_REQUIRED ACTION:_ Write only the number of lines in the records beneath that hold "admin".

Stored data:
============================================================
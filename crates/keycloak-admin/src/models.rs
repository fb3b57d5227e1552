//! Keycloak wire models and conversions into the common types

use serde::{Deserialize, Serialize};
use std::collections::HashMap;
use sync_common::{IdpGroup, IdpUser};

/// Keycloak user representation (camelCase wire format)
#[derive(Debug, Clone, Default, Serialize, Deserialize)]
#[serde(rename_all = "camelCase")]
pub struct KeycloakUser {
    #[serde(default)]
    pub id: Option<String>,
    pub username: String,
    #[serde(default, skip_serializing_if = "Option::is_none")]
    pub email: Option<String>,
    #[serde(default)]
    pub enabled: bool,
    #[serde(default, skip_serializing_if = "Option::is_none")]
    pub first_name: Option<String>,
    #[serde(default, skip_serializing_if = "Option::is_none")]
    pub last_name: Option<String>,
    #[serde(default, skip_serializing_if = "HashMap::is_empty")]
    pub attributes: HashMap<String, Vec<String>>,
}

impl From<KeycloakUser> for IdpUser {
    fn from(user: KeycloakUser) -> Self {
        IdpUser {
            id: user.id.unwrap_or_default(),
            username: user.username,
            email: user.email,
            enabled: user.enabled,
            first_name: user.first_name,
            last_name: user.last_name,
            attributes: user.attributes,
        }
    }
}

impl From<&IdpUser> for KeycloakUser {
    fn from(user: &IdpUser) -> Self {
        KeycloakUser {
            id: if user.id.is_empty() {
                None
            } else {
                Some(user.id.clone())
            },
            username: user.username.clone(),
            email: user.email.clone(),
            enabled: user.enabled,
            first_name: user.first_name.clone(),
            last_name: user.last_name.clone(),
            attributes: user.attributes.clone(),
        }
    }
}

/// Keycloak group representation; the admin API nests children under
/// `subGroups`
#[derive(Debug, Clone, Default, Serialize, Deserialize)]
#[serde(rename_all = "camelCase")]
pub struct KeycloakGroup {
    pub id: String,
    pub name: String,
    #[serde(default)]
    pub path: String,
    #[serde(default)]
    pub sub_groups: Vec<KeycloakGroup>,
}

impl KeycloakGroup {
    /// Convert into the common tree form, filling `parent_id` along the way
    pub fn into_idp_group(self, parent_id: Option<&str>) -> IdpGroup {
        let id = self.id.clone();
        IdpGroup {
            id: self.id,
            name: self.name,
            path: self.path,
            parent_id: parent_id.map(str::to_string),
            sub_groups: self
                .sub_groups
                .into_iter()
                .map(|child| child.into_idp_group(Some(&id)))
                .collect(),
        }
    }
}

#[cfg(test)]
mod tests {
    use super::*;

    #[test]
    fn group_conversion_fills_parent_ids() {
        let wire = KeycloakGroup {
            id: "g1".into(),
            name: "school".into(),
            path: "/school".into(),
            sub_groups: vec![KeycloakGroup {
                id: "g2".into(),
                name: "10a".into(),
                path: "/school/10a".into(),
                sub_groups: vec![],
            }],
        };

        let group = wire.into_idp_group(None);
        assert_eq!(group.parent_id, None);
        assert_eq!(group.sub_groups[0].parent_id.as_deref(), Some("g1"));
    }

    #[test]
    fn user_round_trip_keeps_attributes() {
        let mut attributes = HashMap::new();
        attributes.insert("sophomorixRole".to_string(), vec!["teacher".to_string()]);

        let wire = KeycloakUser {
            id: Some("u1".into()),
            username: "alice".into(),
            email: Some("alice@example.org".into()),
            enabled: true,
            first_name: Some("Alice".into()),
            last_name: Some("A".into()),
            attributes,
        };

        let user: IdpUser = wire.into();
        assert_eq!(user.attribute("sophomorixrole"), Some("teacher"));

        let back = KeycloakUser::from(&user);
        assert_eq!(back.id.as_deref(), Some("u1"));
        assert_eq!(back.username, "alice");
    }

    #[test]
    fn brief_user_payload_deserializes() {
        // Fields missing from brief representations default cleanly
        let user: KeycloakUser =
            serde_json::from_str(r#"{"username": "bob", "enabled": true}"#).unwrap();
        assert_eq!(user.username, "bob");
        assert!(user.attributes.is_empty());
        assert!(user.email.is_none());
    }
}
============================================================
_RESULT BELOW:_ 2